» **TASK TO COMPLETE**
Copy each line below in which the string "None" appears.
*** RECORDS FOR THE EXERCISE ***
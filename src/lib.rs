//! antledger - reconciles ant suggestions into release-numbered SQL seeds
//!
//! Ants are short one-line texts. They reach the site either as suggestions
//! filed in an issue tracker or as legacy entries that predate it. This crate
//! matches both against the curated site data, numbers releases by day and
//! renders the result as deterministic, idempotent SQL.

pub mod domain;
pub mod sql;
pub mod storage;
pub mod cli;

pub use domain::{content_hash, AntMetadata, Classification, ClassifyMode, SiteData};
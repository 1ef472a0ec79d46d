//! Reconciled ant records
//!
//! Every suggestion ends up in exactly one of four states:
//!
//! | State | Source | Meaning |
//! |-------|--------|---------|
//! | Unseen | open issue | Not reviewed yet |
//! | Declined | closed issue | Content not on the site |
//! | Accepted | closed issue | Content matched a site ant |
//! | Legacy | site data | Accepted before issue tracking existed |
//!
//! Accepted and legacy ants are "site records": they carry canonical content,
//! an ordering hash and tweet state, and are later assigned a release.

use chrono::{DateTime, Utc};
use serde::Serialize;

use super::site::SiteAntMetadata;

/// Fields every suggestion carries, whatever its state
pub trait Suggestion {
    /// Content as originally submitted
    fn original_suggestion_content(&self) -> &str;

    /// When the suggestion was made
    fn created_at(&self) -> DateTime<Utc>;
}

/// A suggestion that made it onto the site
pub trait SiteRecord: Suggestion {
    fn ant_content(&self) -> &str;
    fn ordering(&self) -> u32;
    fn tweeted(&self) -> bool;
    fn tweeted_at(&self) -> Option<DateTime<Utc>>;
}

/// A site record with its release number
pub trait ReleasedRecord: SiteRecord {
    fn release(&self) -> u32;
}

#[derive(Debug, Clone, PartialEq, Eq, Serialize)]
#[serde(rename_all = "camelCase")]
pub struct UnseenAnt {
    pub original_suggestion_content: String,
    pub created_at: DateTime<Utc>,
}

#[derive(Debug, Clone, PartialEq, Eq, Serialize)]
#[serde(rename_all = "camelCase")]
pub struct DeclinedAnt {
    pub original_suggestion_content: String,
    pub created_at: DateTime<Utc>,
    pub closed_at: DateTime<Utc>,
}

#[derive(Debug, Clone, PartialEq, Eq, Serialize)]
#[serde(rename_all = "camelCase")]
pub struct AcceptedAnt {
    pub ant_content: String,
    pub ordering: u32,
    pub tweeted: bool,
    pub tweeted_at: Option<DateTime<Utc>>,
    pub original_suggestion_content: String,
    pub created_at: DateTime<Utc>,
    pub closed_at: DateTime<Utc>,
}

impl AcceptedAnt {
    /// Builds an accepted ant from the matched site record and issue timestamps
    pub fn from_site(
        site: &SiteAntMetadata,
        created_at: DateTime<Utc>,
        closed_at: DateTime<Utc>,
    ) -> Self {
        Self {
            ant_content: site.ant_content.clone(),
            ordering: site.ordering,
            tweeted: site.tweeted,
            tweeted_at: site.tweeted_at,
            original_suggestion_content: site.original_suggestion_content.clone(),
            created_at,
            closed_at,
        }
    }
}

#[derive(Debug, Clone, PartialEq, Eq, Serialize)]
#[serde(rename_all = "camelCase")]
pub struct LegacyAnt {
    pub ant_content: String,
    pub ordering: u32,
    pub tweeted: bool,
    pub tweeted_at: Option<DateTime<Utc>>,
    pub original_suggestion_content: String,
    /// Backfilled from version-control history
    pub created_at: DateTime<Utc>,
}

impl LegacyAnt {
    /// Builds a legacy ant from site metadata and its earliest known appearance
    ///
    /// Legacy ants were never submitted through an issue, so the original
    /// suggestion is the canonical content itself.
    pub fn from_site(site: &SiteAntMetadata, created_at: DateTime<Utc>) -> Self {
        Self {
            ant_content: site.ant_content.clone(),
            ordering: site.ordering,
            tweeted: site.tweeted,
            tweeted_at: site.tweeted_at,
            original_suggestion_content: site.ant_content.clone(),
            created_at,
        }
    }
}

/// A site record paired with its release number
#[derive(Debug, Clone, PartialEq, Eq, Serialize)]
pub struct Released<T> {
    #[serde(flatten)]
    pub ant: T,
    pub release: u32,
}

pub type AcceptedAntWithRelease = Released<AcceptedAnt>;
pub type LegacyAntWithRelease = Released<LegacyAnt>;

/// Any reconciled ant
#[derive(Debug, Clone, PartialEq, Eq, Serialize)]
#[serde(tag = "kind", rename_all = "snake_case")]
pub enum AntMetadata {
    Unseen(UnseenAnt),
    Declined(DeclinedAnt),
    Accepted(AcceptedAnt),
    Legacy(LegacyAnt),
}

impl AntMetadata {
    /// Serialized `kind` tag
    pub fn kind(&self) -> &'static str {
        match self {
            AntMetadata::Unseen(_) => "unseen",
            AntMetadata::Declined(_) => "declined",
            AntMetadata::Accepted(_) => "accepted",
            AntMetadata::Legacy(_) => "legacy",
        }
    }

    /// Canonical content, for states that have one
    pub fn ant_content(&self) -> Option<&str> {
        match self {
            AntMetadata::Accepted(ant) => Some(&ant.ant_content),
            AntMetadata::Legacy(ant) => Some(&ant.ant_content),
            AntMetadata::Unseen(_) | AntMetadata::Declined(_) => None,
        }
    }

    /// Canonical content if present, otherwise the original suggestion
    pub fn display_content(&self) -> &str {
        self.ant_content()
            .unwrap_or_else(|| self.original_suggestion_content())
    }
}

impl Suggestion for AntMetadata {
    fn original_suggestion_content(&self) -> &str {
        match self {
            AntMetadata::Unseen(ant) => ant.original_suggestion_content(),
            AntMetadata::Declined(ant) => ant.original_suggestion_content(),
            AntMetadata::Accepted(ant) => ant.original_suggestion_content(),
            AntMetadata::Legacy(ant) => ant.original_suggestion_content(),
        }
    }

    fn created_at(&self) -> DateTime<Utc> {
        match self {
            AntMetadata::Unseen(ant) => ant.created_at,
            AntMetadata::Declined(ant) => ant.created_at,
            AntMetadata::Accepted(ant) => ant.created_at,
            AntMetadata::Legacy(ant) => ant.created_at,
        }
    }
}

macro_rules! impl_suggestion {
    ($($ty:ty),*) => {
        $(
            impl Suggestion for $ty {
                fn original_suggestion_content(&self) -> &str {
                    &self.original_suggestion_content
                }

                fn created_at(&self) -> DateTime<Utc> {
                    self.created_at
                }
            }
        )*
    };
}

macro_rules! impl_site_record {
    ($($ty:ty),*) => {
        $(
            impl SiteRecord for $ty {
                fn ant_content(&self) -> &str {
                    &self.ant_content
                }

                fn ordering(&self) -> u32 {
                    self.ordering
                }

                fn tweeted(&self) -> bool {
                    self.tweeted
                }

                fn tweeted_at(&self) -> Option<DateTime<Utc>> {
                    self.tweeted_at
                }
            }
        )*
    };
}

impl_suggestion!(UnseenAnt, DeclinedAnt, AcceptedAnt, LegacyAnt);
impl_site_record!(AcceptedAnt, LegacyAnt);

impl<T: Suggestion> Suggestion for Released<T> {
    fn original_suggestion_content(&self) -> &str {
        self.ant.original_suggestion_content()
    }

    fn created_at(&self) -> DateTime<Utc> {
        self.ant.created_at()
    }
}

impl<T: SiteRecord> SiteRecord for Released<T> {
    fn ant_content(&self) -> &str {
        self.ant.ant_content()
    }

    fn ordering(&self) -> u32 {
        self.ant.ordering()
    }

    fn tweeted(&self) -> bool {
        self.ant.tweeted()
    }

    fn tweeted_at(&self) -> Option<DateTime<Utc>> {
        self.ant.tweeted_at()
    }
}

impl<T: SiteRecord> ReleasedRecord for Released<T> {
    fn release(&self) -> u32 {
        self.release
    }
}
*** End of RECORDS FOR THE EXERCISE ***
*** RECORDS FOR THE EXERCISE ***
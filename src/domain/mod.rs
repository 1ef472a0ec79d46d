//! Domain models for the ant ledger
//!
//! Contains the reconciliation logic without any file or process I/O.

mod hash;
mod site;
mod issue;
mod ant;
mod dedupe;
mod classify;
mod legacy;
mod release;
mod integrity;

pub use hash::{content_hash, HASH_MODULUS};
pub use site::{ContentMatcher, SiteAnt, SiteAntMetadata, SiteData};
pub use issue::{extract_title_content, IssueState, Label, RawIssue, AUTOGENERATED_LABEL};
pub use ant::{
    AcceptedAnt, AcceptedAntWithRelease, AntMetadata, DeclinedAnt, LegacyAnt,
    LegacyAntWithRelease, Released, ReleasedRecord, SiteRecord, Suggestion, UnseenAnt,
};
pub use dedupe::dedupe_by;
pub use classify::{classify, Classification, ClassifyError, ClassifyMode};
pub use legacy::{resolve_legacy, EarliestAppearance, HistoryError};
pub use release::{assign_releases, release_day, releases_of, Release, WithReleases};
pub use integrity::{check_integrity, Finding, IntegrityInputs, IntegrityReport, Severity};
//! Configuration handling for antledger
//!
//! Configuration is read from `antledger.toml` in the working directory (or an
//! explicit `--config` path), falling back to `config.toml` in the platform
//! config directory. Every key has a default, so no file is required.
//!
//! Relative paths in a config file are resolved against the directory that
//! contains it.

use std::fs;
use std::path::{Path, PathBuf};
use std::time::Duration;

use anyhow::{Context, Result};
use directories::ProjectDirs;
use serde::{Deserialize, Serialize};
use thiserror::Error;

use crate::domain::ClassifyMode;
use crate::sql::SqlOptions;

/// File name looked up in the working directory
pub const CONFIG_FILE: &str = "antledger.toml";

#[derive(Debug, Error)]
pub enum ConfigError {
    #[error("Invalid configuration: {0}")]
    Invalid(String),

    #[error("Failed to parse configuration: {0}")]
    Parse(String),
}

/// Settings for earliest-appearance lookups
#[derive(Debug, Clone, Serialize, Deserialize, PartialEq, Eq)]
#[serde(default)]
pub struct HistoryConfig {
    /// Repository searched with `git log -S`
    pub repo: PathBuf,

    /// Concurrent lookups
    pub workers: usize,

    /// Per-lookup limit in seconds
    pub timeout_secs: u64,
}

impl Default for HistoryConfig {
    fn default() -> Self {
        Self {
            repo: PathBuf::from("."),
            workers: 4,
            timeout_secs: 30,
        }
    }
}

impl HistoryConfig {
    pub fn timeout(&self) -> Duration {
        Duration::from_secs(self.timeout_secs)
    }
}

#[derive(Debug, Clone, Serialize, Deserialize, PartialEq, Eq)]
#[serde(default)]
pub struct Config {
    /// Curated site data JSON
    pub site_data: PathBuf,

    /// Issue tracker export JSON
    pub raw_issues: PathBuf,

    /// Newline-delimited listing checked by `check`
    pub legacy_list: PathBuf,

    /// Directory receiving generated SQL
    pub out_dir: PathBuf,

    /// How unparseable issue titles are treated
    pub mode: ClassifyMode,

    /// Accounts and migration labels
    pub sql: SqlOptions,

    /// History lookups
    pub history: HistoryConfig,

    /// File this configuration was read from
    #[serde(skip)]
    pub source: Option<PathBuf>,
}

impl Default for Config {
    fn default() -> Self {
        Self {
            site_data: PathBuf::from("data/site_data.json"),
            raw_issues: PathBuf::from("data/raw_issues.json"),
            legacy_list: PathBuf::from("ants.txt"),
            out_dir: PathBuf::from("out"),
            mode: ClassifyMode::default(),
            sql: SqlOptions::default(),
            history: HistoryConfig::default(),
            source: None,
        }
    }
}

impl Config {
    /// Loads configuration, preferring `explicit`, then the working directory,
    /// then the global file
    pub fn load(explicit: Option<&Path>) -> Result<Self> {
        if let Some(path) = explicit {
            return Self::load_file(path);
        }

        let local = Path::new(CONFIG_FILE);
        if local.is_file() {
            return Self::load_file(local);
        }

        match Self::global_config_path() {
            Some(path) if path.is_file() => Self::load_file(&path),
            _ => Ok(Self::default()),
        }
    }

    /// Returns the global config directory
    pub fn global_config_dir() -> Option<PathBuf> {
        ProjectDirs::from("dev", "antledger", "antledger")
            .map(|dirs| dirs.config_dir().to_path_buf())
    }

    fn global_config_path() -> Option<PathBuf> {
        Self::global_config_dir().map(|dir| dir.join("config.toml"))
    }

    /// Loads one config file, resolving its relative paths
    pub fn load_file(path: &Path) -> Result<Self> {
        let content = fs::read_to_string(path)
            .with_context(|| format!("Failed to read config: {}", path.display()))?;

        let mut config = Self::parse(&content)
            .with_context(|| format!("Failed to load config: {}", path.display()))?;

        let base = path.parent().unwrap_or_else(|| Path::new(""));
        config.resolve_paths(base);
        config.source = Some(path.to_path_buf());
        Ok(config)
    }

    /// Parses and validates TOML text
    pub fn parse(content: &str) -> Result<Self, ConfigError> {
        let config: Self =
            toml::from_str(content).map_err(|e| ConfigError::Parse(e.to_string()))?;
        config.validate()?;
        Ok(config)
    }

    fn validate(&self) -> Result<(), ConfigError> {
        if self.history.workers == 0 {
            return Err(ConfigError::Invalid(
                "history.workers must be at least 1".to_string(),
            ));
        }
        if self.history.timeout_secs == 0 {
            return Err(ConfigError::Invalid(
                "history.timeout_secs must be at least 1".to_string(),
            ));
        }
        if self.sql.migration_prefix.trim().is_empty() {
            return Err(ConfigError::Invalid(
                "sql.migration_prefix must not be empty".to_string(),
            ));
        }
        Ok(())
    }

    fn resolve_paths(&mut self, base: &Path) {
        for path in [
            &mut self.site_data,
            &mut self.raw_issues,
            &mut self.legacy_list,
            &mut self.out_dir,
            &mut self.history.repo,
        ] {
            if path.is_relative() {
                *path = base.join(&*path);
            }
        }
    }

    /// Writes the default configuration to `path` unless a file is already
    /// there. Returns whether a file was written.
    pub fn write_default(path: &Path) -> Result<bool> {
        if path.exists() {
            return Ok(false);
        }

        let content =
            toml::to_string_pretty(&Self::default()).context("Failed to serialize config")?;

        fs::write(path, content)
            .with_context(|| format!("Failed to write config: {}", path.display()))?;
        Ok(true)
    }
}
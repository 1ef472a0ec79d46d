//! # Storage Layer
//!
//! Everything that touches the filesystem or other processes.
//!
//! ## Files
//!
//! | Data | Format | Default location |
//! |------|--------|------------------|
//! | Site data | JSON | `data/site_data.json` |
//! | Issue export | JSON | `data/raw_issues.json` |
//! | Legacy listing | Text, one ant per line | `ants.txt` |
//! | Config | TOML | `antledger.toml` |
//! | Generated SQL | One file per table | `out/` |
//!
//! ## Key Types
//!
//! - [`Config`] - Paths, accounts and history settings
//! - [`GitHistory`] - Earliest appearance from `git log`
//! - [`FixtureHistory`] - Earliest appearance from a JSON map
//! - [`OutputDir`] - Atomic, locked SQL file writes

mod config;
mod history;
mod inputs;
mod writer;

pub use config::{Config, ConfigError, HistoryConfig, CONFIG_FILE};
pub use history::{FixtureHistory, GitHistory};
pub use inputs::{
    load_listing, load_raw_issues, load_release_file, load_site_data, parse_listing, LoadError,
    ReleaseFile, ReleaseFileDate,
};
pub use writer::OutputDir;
*** End of RECORDS FOR THE EXERCISE ***
» **RESPONSE TO THIS EXERCISE**
            AntMetadata::Unseen(_) | AntMetadata::Declined(_) => None,
            source: None,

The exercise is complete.